Cour de cassation, civile, Chambre sociale, 7 juin 2023, 21-23.232, Inédit
Cour de cassation, civile, Chambre sociale, 7 juin 2023, 21-23.232, Inédit
Cour de cassation - Chambre sociale
- N° de pourvoi : 21-23.232
- ECLI:FR:CCASS:2023:SO00663
- Non publié au bulletin
- Solution : Cassation partielle
Audience publique du mercredi 07 juin 2023
Décision attaquée : Cour d'appel d'Orléans, du 24 juin 2021- Président
- Mme Monge (conseiller doyen faisant fonction de président)
Texte intégral
RÉPUBLIQUE FRANCAISE
AU NOM DU PEUPLE FRANCAIS
AU NOM DU PEUPLE FRANCAIS
LA COUR DE CASSATION, CHAMBRE SOCIALE, a rendu l'arrêt suivant :
SOC.
CH9
COUR DE CASSATION
______________________
Audience publique du 7 juin 2023
Cassation partielle
Mme MONGE, conseiller doyen
faisant fonction de président
Arrêt n° 663 F-D
Pourvoi n° M 21-23.232
R É P U B L I Q U E F R A N Ç A I S E
_________________________
AU NOM DU PEUPLE FRANÇAIS
_________________________
ARRÊT DE LA COUR DE CASSATION, CHAMBRE SOCIALE, DU 7 JUIN 2023
M. [Y] [D], domicilié [Adresse 2], [Localité 3], a formé le pourvoi n° M 21-23.232 contre l'arrêt rendu le 24 juin 2021 par la cour d'appel d'Orléans (chambre sociale A, section 2), dans le litige l'opposant à la société Demos, société anonyme, dont le siège est [Adresse 1], [Localité 4], défenderesse à la cassation.

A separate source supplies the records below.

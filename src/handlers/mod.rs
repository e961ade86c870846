pub mod dispatcher;
pub mod handle_member;
pub mod handle_message;

use crate::captcha::CaptchaCoordinator;
use crate::config::EngineConfig;
use crate::enforcement::EnforcementSink;
use crate::engine::DecisionEngine;
use crate::flood_detector::FloodDetector;
use crate::gban::GbanManager;
use crate::pattern_matcher::PatternMatcher;
use crate::roles::RoleResolver;
use crate::spam_scorer::SpamScorer;
use crate::storage::StateStore;
use std::sync::Arc;

/// Shared handles injected into every handler through the dispatcher.
pub struct AppContext {
    pub config: EngineConfig,
    pub store: Arc<dyn StateStore>,
    pub matcher: Arc<PatternMatcher>,
    pub resolver: Arc<RoleResolver>,
    pub scorer: Arc<SpamScorer>,
    pub flood: Arc<FloodDetector>,
    pub engine: Arc<DecisionEngine>,
    pub captcha: Arc<CaptchaCoordinator>,
    pub gban: Arc<GbanManager>,
    pub sink: Arc<dyn EnforcementSink>,
}
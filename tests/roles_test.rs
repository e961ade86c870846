use chrono::Utc;
use std::sync::Arc;
use teloxide::types::{ChatId, UserId};
use watchdog_telegram_bot::gban::GbanEntry;
use watchdog_telegram_bot::roles::{ChatRole, Role, RoleResolver};
use watchdog_telegram_bot::storage::{MemoryStore, StateStore};

const CHAT: ChatId = ChatId(-100);
const USER: UserId = UserId(42);

fn gban_entry(user_id: UserId) -> GbanEntry {
    GbanEntry {
        user_id,
        reason: "spam campaign".to_string(),
        issued_by: UserId(1),
        issued_at: Utc::now(),
    }
}

async fn resolver() -> (Arc<MemoryStore>, RoleResolver) {
    let store = Arc::new(MemoryStore::new());
    let resolver = RoleResolver::new(store.clone(), false);
    (store, resolver)
}

#[tokio::test]
async fn unknown_user_is_a_member() {
    let (_store, resolver) = resolver().await;
    assert_eq!(resolver.resolve(USER, CHAT).await.unwrap(), Role::Member);
}

#[tokio::test]
async fn gban_overrides_chat_admin() {
    let (store, resolver) = resolver().await;
    store
        .set_chat_role(CHAT, USER, Some(ChatRole::Admin))
        .await
        .unwrap();
    store.put_gban(&gban_entry(USER)).await.unwrap();

    assert_eq!(resolver.resolve(USER, CHAT).await.unwrap(), Role::Banned);
}

#[tokio::test]
async fn gban_overrides_global_owner() {
    let (store, resolver) = resolver().await;
    store.add_owner(USER).await.unwrap();
    store.put_gban(&gban_entry(USER)).await.unwrap();

    assert_eq!(resolver.resolve(USER, CHAT).await.unwrap(), Role::Banned);
}

#[tokio::test]
async fn owner_outranks_chat_roles() {
    let (store, resolver) = resolver().await;
    store.add_owner(USER).await.unwrap();
    store
        .set_chat_role(CHAT, USER, Some(ChatRole::Muted))
        .await
        .unwrap();

    assert_eq!(resolver.resolve(USER, CHAT).await.unwrap(), Role::Owner);
}

#[tokio::test]
async fn chat_roles_resolve_in_order() {
    let (store, resolver) = resolver().await;
    for (chat_role, expected) in [
        (ChatRole::Admin, Role::Admin),
        (ChatRole::Trusted, Role::Trusted),
        (ChatRole::Muted, Role::Muted),
    ] {
        store
            .set_chat_role(CHAT, USER, Some(chat_role))
            .await
            .unwrap();
        assert_eq!(resolver.resolve(USER, CHAT).await.unwrap(), expected);
    }
}

#[tokio::test]
async fn chat_mute_beats_global_trusted_by_default() {
    let (store, resolver) = resolver().await;
    store.add_global_trusted(USER).await.unwrap();
    store
        .set_chat_role(CHAT, USER, Some(ChatRole::Muted))
        .await
        .unwrap();

    assert_eq!(resolver.resolve(USER, CHAT).await.unwrap(), Role::Muted);
}

#[tokio::test]
async fn trusted_override_policy_flips_the_mute_outcome() {
    let store = Arc::new(MemoryStore::new());
    let resolver = RoleResolver::new(store.clone(), true);
    store.add_global_trusted(USER).await.unwrap();
    store
        .set_chat_role(CHAT, USER, Some(ChatRole::Muted))
        .await
        .unwrap();

    assert_eq!(resolver.resolve(USER, CHAT).await.unwrap(), Role::Trusted);
}

#[tokio::test]
async fn resolution_reads_fresh_state() {
    let (store, resolver) = resolver().await;
    store
        .set_chat_role(CHAT, USER, Some(ChatRole::Admin))
        .await
        .unwrap();
    assert_eq!(resolver.resolve(USER, CHAT).await.unwrap(), Role::Admin);

    // Role change is visible on the next resolution, no caching in between.
    store.set_chat_role(CHAT, USER, None).await.unwrap();
    assert_eq!(resolver.resolve(USER, CHAT).await.unwrap(), Role::Member);
}

#[tokio::test]
async fn unban_restores_member_not_prior_roles() {
    let (store, resolver) = resolver().await;
    store.put_gban(&gban_entry(USER)).await.unwrap();
    assert_eq!(resolver.resolve(USER, CHAT).await.unwrap(), Role::Banned);

    store.remove_gban(USER).await.unwrap();
    assert_eq!(resolver.resolve(USER, CHAT).await.unwrap(), Role::Member);
}
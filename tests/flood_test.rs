use chrono::{DateTime, TimeZone, Utc};
use teloxide::types::{ChatId, UserId};
use watchdog_telegram_bot::flood_detector::FloodDetector;

const WINDOW: u64 = 60;
const MAX_EVENTS: usize = 5;

fn at(secs: i64) -> DateTime<Utc> {
    Utc.timestamp_opt(1_700_000_000 + secs, 0).unwrap()
}

#[test]
fn violation_fires_exactly_on_the_triggering_message() {
    let detector = FloodDetector::new(WINDOW, MAX_EVENTS, 3600);
    let (user, chat) = (UserId(1), ChatId(-100));

    for i in 0..MAX_EVENTS {
        assert!(
            !detector.record_and_check(user, chat, at(i as i64)),
            "message {} must not violate",
            i + 1
        );
    }
    assert!(
        detector.record_and_check(user, chat, at(MAX_EVENTS as i64)),
        "message max_events + 1 must violate"
    );
}

#[test]
fn waiting_past_the_window_resets_the_count() {
    let detector = FloodDetector::new(WINDOW, MAX_EVENTS, 3600);
    let (user, chat) = (UserId(1), ChatId(-100));

    for i in 0..=MAX_EVENTS {
        detector.record_and_check(user, chat, at(i as i64));
    }
    // Quiet period longer than the window; the next burst starts from zero.
    let later = WINDOW as i64 + 120;
    for i in 0..MAX_EVENTS {
        assert!(!detector.record_and_check(user, chat, at(later + i as i64)));
    }
    assert!(detector.record_and_check(user, chat, at(later + MAX_EVENTS as i64)));
}

#[test]
fn pairs_are_tracked_independently() {
    let detector = FloodDetector::new(WINDOW, MAX_EVENTS, 3600);

    for i in 0..=MAX_EVENTS {
        detector.record_and_check(UserId(1), ChatId(-100), at(i as i64));
    }
    // Same user in another chat, and another user in the same chat, are
    // both unaffected.
    assert!(!detector.record_and_check(UserId(1), ChatId(-200), at(10)));
    assert!(!detector.record_and_check(UserId(2), ChatId(-100), at(10)));
}

#[test]
fn out_of_order_timestamps_are_treated_as_the_same_instant() {
    let detector = FloodDetector::new(WINDOW, MAX_EVENTS, 3600);
    let (user, chat) = (UserId(1), ChatId(-100));

    detector.record_and_check(user, chat, at(30));
    // Clock skew: earlier timestamps arrive after a later one.
    assert!(!detector.record_and_check(user, chat, at(28)));
    assert!(!detector.record_and_check(user, chat, at(25)));
    // Counting still works and never goes negative.
    assert!(!detector.record_and_check(user, chat, at(31)));
    assert!(!detector.record_and_check(user, chat, at(32)));
    assert!(detector.record_and_check(user, chat, at(33)));
}

#[test]
fn idle_windows_are_reclaimed_by_the_sweep() {
    let detector = FloodDetector::new(WINDOW, MAX_EVENTS, 600);
    detector.record_and_check(UserId(1), ChatId(-100), at(0));
    detector.record_and_check(UserId(2), ChatId(-100), at(500));
    assert_eq!(detector.tracked_windows(), 2);

    let reclaimed = detector.sweep(at(700));
    assert_eq!(reclaimed, 1);
    assert_eq!(detector.tracked_windows(), 1);
}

Le demandeur invoque, à l'appui de son pourvoi, trois moyens de cassation.
Le dossier a été communiqué au procureur général.
Sur le rapport de Mme Monge, conseiller doyen faisant fonction de président et rapporteur, les observations de la SCP Zribi et Texier, avocat de M. [D], de Me Carbonnier, avocat de la société Demos, après débats en l'audience publique du 11 mai 2023 où étaient présents Mme Monge, conseiller doyen faisant fonction de président et rapporteur, Mme Cavrois, M. Flores, conseillers et Mme Jouanneau, greffier de chambre,
la chambre sociale de la Cour de cassation, composée des président et conseillers précités, après en avoir délibéré conformément à la loi, a rendu le présent arrêt.
Faits et procédure
1. Selon l'arrêt attaqué (Orléans, 24 juin 2021), M. [D] a été engagé en qualité de commercial itinérant par la société Demos à compter du 2 décembre 2013. Le contrat de travail prévoyait une rémunération comprenant une partie fixe et une partie variable.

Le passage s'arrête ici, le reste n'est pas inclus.